Protein Kinase Cδ Deficiency Accelerates Neointimal Lesions of Mouse Injured Artery Involving Delayed Reendothelialization and Vasohibin-1 Accumulation

Objective-To use protein kinase C (PKC) delta-knockout mice to investigate the role of PKC delta in lesion development and to understand the underlying mechanism of the vascular disease. Methods and Results-PKC delta functions as a signal transducer mediating several essential functions of cell proliferation and apoptosis. However, the effect of PKC delta on neointimal formation in wire-injured vessels is unknown.

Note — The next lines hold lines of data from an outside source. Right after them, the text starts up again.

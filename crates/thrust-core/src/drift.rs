//! Run-to-run drift comparison.
//!
//! Each metric of every run is compared against the first run (the
//! baseline). Changes within ±[`STABLE_BAND_PERCENT`] are reported as
//! stable.

use std::fmt;

use serde::{Deserialize, Serialize};
use tracing::debug;

use thrust_model::{PropulsionMetrics, TimeSeries};

use crate::error::{DriftError, Result};
use crate::pipeline::FileAnalysis;

/// Percent change below which a metric counts as unchanged.
pub const STABLE_BAND_PERCENT: f64 = 5.0;

/// Reference point used to line up runs on a shared time axis.
#[derive(Debug, Clone, Copy, Default, PartialEq, Eq, Serialize, Deserialize)]
#[serde(rename_all = "camelCase")]
pub enum AlignmentMode {
    /// Raw timestamps.
    None,
    /// t = 0 at burn start.
    #[default]
    BurnStart,
    /// t = 0 at peak thrust.
    Peak,
}

impl AlignmentMode {
    /// Time offset to add to every sample of a run.
    ///
    /// Zero when the run has no metrics or lacks the reference time.
    pub fn offset(self, metrics: Option<&PropulsionMetrics>) -> f64 {
        let reference = match self {
            AlignmentMode::None => None,
            AlignmentMode::BurnStart => metrics.and_then(|m| m.burn_start_time),
            AlignmentMode::Peak => metrics.and_then(|m| m.peak_thrust_time),
        };
        reference.map_or(0.0, |time| -time)
    }
}

impl fmt::Display for AlignmentMode {
    fn fmt(&self, f: &mut fmt::Formatter<'_>) -> fmt::Result {
        f.write_str(match self {
            AlignmentMode::None => "none",
            AlignmentMode::BurnStart => "burn start",
            AlignmentMode::Peak => "peak",
        })
    }
}

/// Shifts `series` so its reference time lands on zero.
pub fn align_series(
    series: &TimeSeries,
    metrics: Option<&PropulsionMetrics>,
    mode: AlignmentMode,
) -> TimeSeries {
    series.shifted(mode.offset(metrics))
}

/// Metrics compared between runs.
#[derive(Debug, Clone, Copy, PartialEq, Eq, Serialize)]
#[serde(rename_all = "camelCase")]
pub enum DriftMetric {
    PeakThrust,
    RiseTime,
    BurnDuration,
    TotalImpulse,
}

impl DriftMetric {
    pub const ALL: [DriftMetric; 4] = [
        DriftMetric::PeakThrust,
        DriftMetric::RiseTime,
        DriftMetric::BurnDuration,
        DriftMetric::TotalImpulse,
    ];

    pub fn name(self) -> &'static str {
        match self {
            DriftMetric::PeakThrust => "Peak Thrust",
            DriftMetric::RiseTime => "Rise Time",
            DriftMetric::BurnDuration => "Burn Duration",
            DriftMetric::TotalImpulse => "Total Impulse",
        }
    }

    pub fn unit(self) -> &'static str {
        match self {
            DriftMetric::PeakThrust => "N",
            DriftMetric::RiseTime | DriftMetric::BurnDuration => "s",
            DriftMetric::TotalImpulse => "N·s",
        }
    }

    pub fn value(self, metrics: &PropulsionMetrics) -> Option<f64> {
        match self {
            DriftMetric::PeakThrust => metrics.peak_thrust,
            DriftMetric::RiseTime => metrics.rise_time,
            DriftMetric::BurnDuration => metrics.burn_duration,
            DriftMetric::TotalImpulse => metrics.area_under_curve,
        }
    }
}

impl fmt::Display for DriftMetric {
    fn fmt(&self, f: &mut fmt::Formatter<'_>) -> fmt::Result {
        write!(f, "{} ({})", self.name(), self.unit())
    }
}

/// Direction of a metric change relative to the baseline.
#[derive(Debug, Clone, Copy, PartialEq, Eq, Serialize)]
#[serde(rename_all = "camelCase")]
pub enum DriftStatus {
    Increase,
    Decrease,
    Stable,
}

impl DriftStatus {
    fn from_percent(percent: f64) -> Self {
        if percent > STABLE_BAND_PERCENT {
            DriftStatus::Increase
        } else if percent < -STABLE_BAND_PERCENT {
            DriftStatus::Decrease
        } else {
            DriftStatus::Stable
        }
    }
}

impl fmt::Display for DriftStatus {
    fn fmt(&self, f: &mut fmt::Formatter<'_>) -> fmt::Result {
        f.write_str(match self {
            DriftStatus::Increase => "increase",
            DriftStatus::Decrease => "decrease",
            DriftStatus::Stable => "stable",
        })
    }
}

/// One run taking part in a comparison.
#[derive(Debug, Clone, Copy, PartialEq)]
pub struct DriftRun<'a> {
    pub name: &'a str,
    /// `None` for a file whose metrics could not be computed.
    pub metrics: Option<&'a PropulsionMetrics>,
}

impl<'a> DriftRun<'a> {
    pub fn new(name: &'a str, metrics: Option<&'a PropulsionMetrics>) -> Self {
        Self { name, metrics }
    }

    pub fn from_analysis(analysis: &'a FileAnalysis) -> Self {
        Self::new(&analysis.file_name, analysis.metrics.as_ref())
    }

    fn value(&self, metric: DriftMetric) -> Option<f64> {
        self.metrics.and_then(|metrics| metric.value(metrics))
    }
}

/// Change of one metric for one non-baseline run.
#[derive(Debug, Clone, PartialEq, Serialize)]
#[serde(rename_all = "camelCase")]
pub struct DriftEntry {
    pub run: String,
    pub absolute_change: f64,
    pub percent_change: f64,
    pub status: DriftStatus,
}

impl DriftEntry {
    /// Compares `value` against `baseline`.
    ///
    /// A missing, zero or non-finite operand gives a stable entry with zero
    /// change.
    pub fn between(run: impl Into<String>, baseline: Option<f64>, value: Option<f64>) -> Self {
        let usable = |v: Option<f64>| v.filter(|v| v.is_finite() && *v != 0.0);
        let (absolute_change, percent_change, status) = match (usable(baseline), usable(value)) {
            (Some(base), Some(value)) => {
                let percent = (value - base) / base * 100.0;
                (value - base, percent, DriftStatus::from_percent(percent))
            }
            _ => (0.0, 0.0, DriftStatus::Stable),
        };
        Self {
            run: run.into(),
            absolute_change,
            percent_change,
            status,
        }
    }
}

/// All runs' values of one metric and their drift from the baseline.
#[derive(Debug, Clone, PartialEq, Serialize)]
#[serde(rename_all = "camelCase")]
pub struct MetricComparison {
    pub metric: DriftMetric,
    /// One value per run, baseline first.
    pub values: Vec<Option<f64>>,
    /// One entry per run after the baseline.
    pub drift: Vec<DriftEntry>,
}

impl MetricComparison {
    pub fn has_drift(&self) -> bool {
        self.drift
            .iter()
            .any(|entry| entry.status != DriftStatus::Stable)
    }
}

#[derive(Debug, Clone, PartialEq, Serialize)]
#[serde(rename_all = "camelCase")]
pub struct DriftReport {
    pub baseline: String,
    pub runs: Vec<String>,
    pub comparisons: Vec<MetricComparison>,
}

impl DriftReport {
    pub fn comparison(&self, metric: DriftMetric) -> Option<&MetricComparison> {
        self.comparisons
            .iter()
            .find(|comparison| comparison.metric == metric)
    }
}

/// Compares every run against the first one.
pub fn compare_runs(runs: &[DriftRun<'_>]) -> Result<DriftReport> {
    let [baseline, rest @ ..] = runs else {
        return Err(DriftError::NotEnoughRuns { count: runs.len() });
    };
    if rest.is_empty() {
        return Err(DriftError::NotEnoughRuns { count: 1 });
    }

    let comparisons = DriftMetric::ALL
        .into_iter()
        .map(|metric| {
            let base = baseline.value(metric);
            MetricComparison {
                metric,
                values: runs.iter().map(|run| run.value(metric)).collect(),
                drift: rest
                    .iter()
                    .map(|run| DriftEntry::between(run.name, base, run.value(metric)))
                    .collect(),
            }
        })
        .collect::<Vec<_>>();

    debug!(
        runs = runs.len(),
        drifting = comparisons.iter().filter(|c| c.has_drift()).count(),
        "drift comparison complete"
    );

    Ok(DriftReport {
        baseline: baseline.name.to_string(),
        runs: runs.iter().map(|run| run.name.to_string()).collect(),
        comparisons,
    })
}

Three weeks after wire injury of femoral arteries, neointimal lesions were significantly increased in PKC delta(-/-) mice compared with PKC delta(+/+) animals. Immunohistochemical staining revealed that total numbers of smooth muscle cells and macrophages in the lesions of PKC delta(-/-) mice were markedly elevated without changing the ratio of these 2 cell types. To further elucidate the mechanisms of PKC delta-mediated increase in the lesion, an in vivo endothelial migration model was established to evaluate endothelial wound healing after wire injury. Data showed that reendothelialization of the injured vessel was markedly delayed in PKC delta(-/-) mice; this coincided with more severe intimal hyperplasia. Migration of endothelial cells cultivated from cardiac tissue was markedly reduced in the absence of PKC delta, whereas no difference in proliferation or apoptosis was detected. Inhibition of PKC delta activity or protein expression by small hairpin RNA (shRNA) in cultured endothelial cells confirmed the defective migratory phenotype. Interestingly, vasohibin-1, an antiangiogenesis protein, was elevated in endothelial cells derived from PKC delta(-/-) mice, which was mainly because of delayed protein degradation mediated by PKC delta. Downregulation of vasohibin-1 restored the migration rate of PKC delta(-/-)endothelial cells to a similar level as PKC delta(+/+) cells. Conclusion-PKC delta deficiency enhances neointimal formation, which is associated with delayed reendothelialization and involves increased cellular vasohibin-1 accumulation. (Arterioscler Thromb Vasc Biol. 2010;30:2467-2474.)